As for my bio Dad, he’s an alcoholic and I didn’t have a relationship with him from age 12 to age 22 - I asked for his legal rights to be terminated because he was pretty useless as a parent. Like my Mom, he also had a traumatic history and deals with it by drinking. He openly admits that he is an alcoholic and has been telling me since I was old enough to talk that I was going to have to just deal with it. Apparently he was super abusive to my mother (and apparently also a date rapist - awkward) but he doesn’t drink whiskey anymore so I’ve never seen him violent like that, ever. He’s obsessed with me and now that we see one another again talks about how I’m his only reason for living, which depresses the hell out of me because I don’t feel close to him at all. The only person I ever felt anything close to a father-daughter bond with is my Mom’s fourth husband and he used that trust to abuse me and has been ‘‘dead’’ to me since I came to terms with that so long ago. So I guess I’m SOL in the Father/Daughter department. The closest thing I’ve got to a father is my paternal grandfather, who was a terrible parent but has always been an absolutely rockin’ Grandpa.

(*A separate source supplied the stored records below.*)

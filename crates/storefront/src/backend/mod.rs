//! Remote access layer for the marketplace backend.
//!
//! # Architecture
//!
//! - One typed async method per backend capability on [`BackendClient`]
//! - JSON over HTTP: `POST {backend}/rpc/{method}` with named arguments
//! - The backend is source of truth - NO local persistence
//! - Caching lives one layer up, in [`crate::sync`]
//!
//! # Errors
//!
//! A non-2xx response is a *rejection* carrying the backend's message.
//! Caller-scoped reads made without a valid identity are rejected with a
//! message containing `Unauthorized`; [`BackendError::is_unauthorized`]
//! recognises that condition so the synchronization layer can treat it as
//! absence rather than failure.
//!
//! # Example
//!
//! ```rust,ignore
//! use handmade_market_storefront::backend::BackendClient;
//!
//! let client = BackendClient::connect(&config.backend).await?;
//! let products = client.get_products().await?;
//! let wishlist = client.get_my_wishlist(Some(&identity)).await?;
//! ```

mod client;
mod handle;
pub mod types;

pub use client::BackendClient;
pub use handle::BackendHandle;
pub use types::*;

use thiserror::Error;

/// Substring the backend uses for caller-scoped access without an identity.
pub const UNAUTHORIZED_MARKER: &str = "Unauthorized";

/// Errors that can occur when calling the backend.
#[derive(Debug, Error)]
pub enum BackendError {
    /// HTTP request failed (connect, timeout, body read).
    #[error("HTTP error: {0}")]
    Http(#[from] reqwest::Error),

    /// The backend rejected the call.
    #[error("{message}")]
    Rejected {
        /// HTTP status of the rejection.
        status: u16,
        /// Message reported by the backend.
        message: String,
    },

    /// Response body did not match the expected contract.
    #[error("JSON parse error: {0}")]
    Parse(#[from] serde_json::Error),

    /// Backend is not reachable or not ready yet.
    #[error("Backend unavailable: {0}")]
    Unavailable(String),
}

impl BackendError {
    /// Whether this is the "caller has no identity" rejection.
    #[must_use]
    pub fn is_unauthorized(&self) -> bool {
        matches!(self, Self::Rejected { message, .. } if message.contains(UNAUTHORIZED_MARKER))
    }
}

#[cfg(test)]
mod tests {
    use super::*;

    #[test]
    fn test_unauthorized_detection_by_message() {
        let err = BackendError::Rejected {
            status: 403,
            message: "Unauthorized: Only users can view their wishlist".to_string(),
        };
        assert!(err.is_unauthorized());

        let err = BackendError::Rejected {
            status: 500,
            message: "Product not found".to_string(),
        };
        assert!(!err.is_unauthorized());

        let err = BackendError::Unavailable("Unauthorized".to_string());
        assert!(!err.is_unauthorized());
    }

    #[test]
    fn test_rejection_displays_backend_message() {
        let err = BackendError::Rejected {
            status: 400,
            message: "Shop does not exist".to_string(),
        };
        assert_eq!(err.to_string(), "Shop does not exist");
    }
}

How do I feel about my parents? They made me who I am today, and I like that person, so I guess I’m grateful for them, scars and all.

Mom is my best friend. She’s just a wonderful person who spoils me far too much, listens to all my problems and is my rock. She’s not without flaws, no one is, but I’d be lost without her.

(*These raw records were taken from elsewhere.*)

fn dispatch(
    market: &mut Marketplace,
    method: &str,
    args: &Value,
    caller: Option<&str>,
) -> Response {
    // Public reads
    match method {
        "getProducts" => return Json(&market.products).into_response(),
        "getCategories" => return Json(&market.categories).into_response(),
        "getShops" => return Json(&market.shops).into_response(),
        "searchProducts" => {
            let text = args
                .get("searchText")
                .and_then(Value::as_str)
                .unwrap_or_default()
                .to_lowercase();
            let found: Vec<&Product> = market
                .products
                .iter()
                .filter(|p| {
                    p.name.to_lowercase().contains(&text)
                        || p.description.to_lowercase().contains(&text)
                })
                .collect();
            return Json(found).into_response();
        }
        "getReviewsForProduct" => {
            let product_id = ProductId::new(id_arg(args, "productId"));
            let reviews: Vec<&Review> = market
                .reviews
                .iter()
                .filter(|r| r.product_id == product_id)
                .collect();
            return Json(reviews).into_response();
        }
        _ => {}
    }

    let Some(caller) = caller else {
        return rejection(StatusCode::UNAUTHORIZED, "Unauthorized: anonymous caller");
    };

    // Caller-scoped reads
    match method {
        "getMyWishlist" => {
            return Json(market.wishlists.get(caller).cloned().unwrap_or_default()).into_response();
        }
        "getMyFavorites" => {
            return Json(market.favorites.get(caller).cloned().unwrap_or_default()).into_response();
        }
        "getMyCustomOrders" => {
            let orders: Vec<&CustomOrderRequest> = market
                .custom_orders
                .iter()
                .filter(|o| o.user_id.as_str() == caller)
                .collect();
            return Json(orders).into_response();
        }
        "getCallerUserProfile" => return Json(market.profiles.get(caller)).into_response(),
        "saveCallerUserProfile" => {
            return match args.get("profile").cloned().map(serde_json::from_value::<UserProfile>) {
                Some(Ok(profile)) => {
                    market.profiles.insert(caller.to_string(), profile);
                    Json(Value::Null).into_response()
                }
                _ => rejection(StatusCode::BAD_REQUEST, "Invalid profile"),
            };
        }
        _ => {}
    }

    // Mutations answering an OperationResult
    if let Some(message) = &market.mutation_failure {
        return Json(json!({ "success": false, "error": message })).into_response();
    }

    match method {
        "addToWishlist" => {
            let id = ProductId::new(id_arg(args, "productId"));
            let list = market.wishlists.entry(caller.to_string()).or_default();
            if !list.contains(&id) {
                list.push(id);
            }
            Json(json!({ "success": true })).into_response()
        }
        "removeFromWishlist" => {
            let id = ProductId::new(id_arg(args, "productId"));
            if let Some(list) = market.wishlists.get_mut(caller) {
                list.retain(|p| *p != id);
            }
            Json(json!({ "success": true })).into_response()
        }
        "addToFavorites" => {
            let id = ShopId::new(id_arg(args, "shopId"));
            let list = market.favorites.entry(caller.to_string()).or_default();
            if !list.contains(&id) {
                list.push(id);
            }
            Json(json!({ "success": true })).into_response()
        }
        "removeFromFavorites" => {
            let id = ShopId::new(id_arg(args, "shopId"));
            if let Some(list) = market.favorites.get_mut(caller) {
                list.retain(|s| *s != id);
            }
            Json(json!({ "success": true })).into_response()
        }
        "addReview" => {
            let id = market.reviews.len() as u64 + 1;
            market.reviews.push(Review {
                id: ReviewId::new(id),
                user_id: principal(caller),
                product_id: ProductId::new(id_arg(args, "productId")),
                comment: args
                    .get("comment")
                    .and_then(Value::as_str)
                    .unwrap_or_default()
                    .to_string(),
                timestamp: now_nanos(),
                rating: id_arg(args, "rating"),
                photos: Vec::new(),
            });
            Json(json!({ "success": true, "reviewId": id })).into_response()
        }
        "createCustomOrderRequest" => {
            let id = market.custom_orders.len() as u64 + 1;
            market.custom_orders.push(CustomOrderRequest {
                id: OrderId::new(id),
                status: "pending".to_string(),
                shop_id: ShopId::new(id_arg(args, "shopId")),
                user_id: principal(caller),
                description: args
                    .get("description")
                    .and_then(Value::as_str)
                    .unwrap_or_default()
                    .to_string(),
                timestamp: now_nanos(),
            });
            Json(json!({ "success": true, "orderId": id })).into_response()
        }
        _ => rejection(StatusCode::NOT_FOUND, "Unknown method"),
    }
}

// =============================================================================
// Storefront under test
// =============================================================================

/// A running storefront plus the fake backend behind it.
pub struct TestApp {
    pub base_url: String,
    pub client: reqwest::Client,
    pub backend: FakeBackend,
    pub state: AppState,
}

fn test_config(base_url: &str, backend_url: &str) -> StorefrontConfig {
    let vars: HashMap<&str, String> = [
        ("STOREFRONT_BASE_URL", base_url.to_string()),
        ("BACKEND_URL", backend_url.to_string()),
        ("IDENTITY_PROVIDER_URL", IDENTITY_PROVIDER_URL.to_string()),
        ("BACKEND_TIMEOUT_SECS", "5".to_string()),
    ]
    .into_iter()
    .collect();
    StorefrontConfig::from_lookup(|key| vars.get(key).cloned()).expect("test config")
}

My Dad is, well, a different story. I hear such amazing stories about him and what he’s done. He’s advocated for rural hospitals and the farmers that use them. He loves nature. He’s a great musician. He can make a friend out of anybody and takes everyone at face value. He’s worked with inmates who came to respect him because he didn’t dismiss them out of hand.

But like I said, I’ve just heard these stories. Dad stopped farming when I was 6, got a job he hated to support the family and spiraled into alcoholism. He had the more flexible work schedule so I was around him more. He wasn’t abusive or anything, but he’d come home from work, sit in the same chair and just drink until 8pm when he’d go to sleep and pass out.

He’s been sober for about 2 years now. When he’s sober, you can see the man he used to be, and I’m jealous of my older brother for having had him then. I love him, but sometimes I just don’t like being around him. I can’t trust him. Every time I talk to him on the phone I expect to hear his drunken drawl. Every time I go home to visit I expect to see him passed out. I can’t smell whiskey without cringing.

I wish Mom had been around more when I was little, but just to offset having to hang around my dad.

My folks fed me, loved me, kept me safe, raised me to adulthood, put me through undergrad, bought me a plane ticket to Europe after graduation, helped put me through law school when I came back, my dad taught me everything about practicing law that law school didn’t, and my mom just called to find out what size dress shirt I wear because she wants to send me and my wife some clothes for Valentine’s day. They’re not perfect and they can drive me crazy, but they’ve always been in my corner without fail. Love 'em to pieces.

Can your parents adopt me? I mean, mine are cool, but they don’t send me free shirts.

Wow, this thread is very humbling, think I should go and call my Mum and tell her I love her for not being a lunatic. Some people really shouldn’t have children.

My parents were/are pretty perfect parent material – a loving, stable, easy going, immensely kind, unselfish and sensible couple who put their children and grandchildren (and great grandchildren and step grandchildren and step great grandchildren) above all else. They deserve sainthood.